Chris Bentsen, On Barrons.com

To the Editor:
At Walmart on Nov. 17, there were few customers and only two cashiers. I went two days earlier to Costco Wholesale. The store was full, and customer service was incredible, as usual. Costco wasn’t mentioned in the article, but from an anecdotal standpoint, Costco is thriving. Yes, I own the stock.

David May, On Barrons.com

To the Editor:
The article correctly points up that inflation is 7.7%, so if consumers spend 7% more this year, they are simply buying the same number of items. Think “units sold” versus dollars spent.

One confusing point that was mentioned here and elsewhere is just how “healthy” family balance sheets are. Yet credit-card debt has just exploded to all-time highs. If everyone has so much savings in the bank, why are they borrowing at 19%?

Ray Noack, On Barrons.com

Popular Delusions

To the Editor:
Randall W. Forsyth’s Up & Down Wall Street column (“Fed Tightening Is Having More Impact Than You Might Think,” Nov. 18) perked my interest with its mention of Charles Mackay’s Extraordinary Popular Delusions and the Madness of Crowds. It’s the best book ever written on crowd psychology. It requires patient reading, but its relevancy is readily apparent because, were we to fast-forward two centuries, an updated version would certainly include new chapters, such as “Dot-Com Crash” (2000), “Subprime Mortgage Meltdown” (2008), and “Crypto Collapse” (as we speak), along with such original gems as “South Sea Bubble,” “Tulipmania,” “Alchymists,” “Fortune Telling,” “Witch Mania,” and “Popular Admiration of Great Thieves.”

Rob Suthe, Bethesda, Md.

The 60/40 Crowd

To the Editor:
July 16 was the date when goods inflation, as measured by the Dow Jones Commodity Price Index, fell decisively below 1100. Since that time, it has meandered from 1000 to 1100, with a recent uptick in November from 1025 to 1040. Combined with Megan Cassella’s excellent portrayal of difficult-to-predict services inflation (“Inflation Is Easing—or Is It? The Fed’s Next Headache,” The Economy, Nov. 18), it should give the 60/40 portfolio-composition crowd peopled by champing-at-the-bit fixed-income managers pause to consider that the time may not be quite right to “go long” fixed income for their clients’ portfolios.

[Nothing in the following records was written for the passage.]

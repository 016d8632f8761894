//! Tokio task that runs one avatar's state machine.

use super::{Avatar, AvatarBehavior, AvatarMachine, Transition, WalkStep};
use crate::config::StageConfig;
use rand::rngs::StdRng;
use rand::{Rng, SeedableRng};
use std::sync::Arc;
use tokio::task::JoinHandle;
use tokio::time::sleep;
use tracing::{debug, trace};

/// Mount `avatar` and keep it animating until its token is revoked.
pub fn spawn_animator(
    avatar: Avatar,
    behavior: Arc<AvatarBehavior>,
    stage: StageConfig,
) -> JoinHandle<()> {
    let rng = StdRng::from_os_rng();
    tokio::spawn(run_animator(avatar, behavior, stage, rng))
}

/// Animation loop for one avatar.
///
/// The first decision runs right after mount. Every resumption after a sleep
/// checks the avatar's liveness token first and returns quietly once it is
/// revoked.
pub async fn run_animator<R: Rng + Send>(
    avatar: Avatar,
    behavior: Arc<AvatarBehavior>,
    stage: StageConfig,
    mut rng: R,
) {
    if !avatar.is_alive() {
        return;
    }

    let mut machine = AvatarMachine::mount(&avatar, behavior, stage, &mut rng);
    let walk_interval = machine.walk_interval(&mut rng);
    publish(&avatar, &machine, !machine.restored());
    debug!(
        "Mounted {} ({}) at x={}{}",
        avatar.participant,
        avatar.variant,
        machine.x(),
        if machine.restored() { " (restored)" } else { "" }
    );

    'animate: loop {
        match machine.tick(&mut rng) {
            Transition::Idle {
                animation,
                next_tick,
            } => {
                trace!(
                    "{} idles ({}) for {:?}",
                    avatar.participant,
                    animation.as_deref().unwrap_or("plain"),
                    next_tick
                );
                publish(&avatar, &machine, false);
                sleep(next_tick).await;
                if !avatar.is_alive() {
                    break;
                }
            }
            Transition::Walk { destination } => {
                trace!(
                    "{} walks from {} to {}",
                    avatar.participant,
                    machine.x(),
                    destination
                );
                let start = machine.x();
                loop {
                    let before = machine.x();
                    let step = machine.step();
                    publish(&avatar, &machine, machine.x() != before);
                    if step == WalkStep::Arrived {
                        break;
                    }
                    sleep(walk_interval).await;
                    if !avatar.is_alive() {
                        break 'animate;
                    }
                }

                // A walk to where we already stand must not spin the loop.
                if machine.x() == start {
                    sleep(walk_interval).await;
                    if !avatar.is_alive() {
                        break;
                    }
                }
            }
        }
    }

    debug!(
        "Animator for {} (generation {}) stopped",
        avatar.participant,
        avatar.generation()
    );
}

fn publish(avatar: &Avatar, machine: &AvatarMachine, remember: bool) {
    avatar.live.set_frame(machine.frame().clone());
    if remember {
        avatar.live.memory.write(machine.x());
    }
}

Mike Meehan, Bradenton, Fla.

Investing in India

To the Editor:
In “13 Ways to Invest in India, the World’s Fastest-Growing Major Economy, According to Our Roundtable Pros,” Nov. 18), what shines through in the comments of the panelists is their belief that the India investment thesis is 1) an environmental arbitrage play against an increasingly stringent China (whose clean-energy chops are themselves highly debatable), 2) an energy arbitrage play due to its morally compromised alignment with Russia on the purchase of oil, and 3) a consumer play without addressing the need for a 350 million middle-class (or 1.4 billion total) population to leapfrog the growth stages of Western economies into a greener way of spreading and sharing a better way of life.

Left unsaid is the authoritarian tilt of Prime Minister Narendra Modi’s government (which has repeatedly said that India’s environmental responsibilities can rightly be deferred because Western countries developed without that burden) and abuse of non-Hindu populations. As an investment idea: No thanks.

Matt Polsky, Avalon Net Worth Group, New York

To the Editor:
I have investments in Bharat Forge, Asian Paints, and Dharamsi Morarji Chemicals. As the U.S. transitions from China to India in the next few years, India will benefit from about $150 billion to $200 billion worth of annual imports in the areas of metals and chemicals, etc. Almost any India-based exchange-traded fund will also see above-average returns in the next two to five years compared with the larger S&P 500 index.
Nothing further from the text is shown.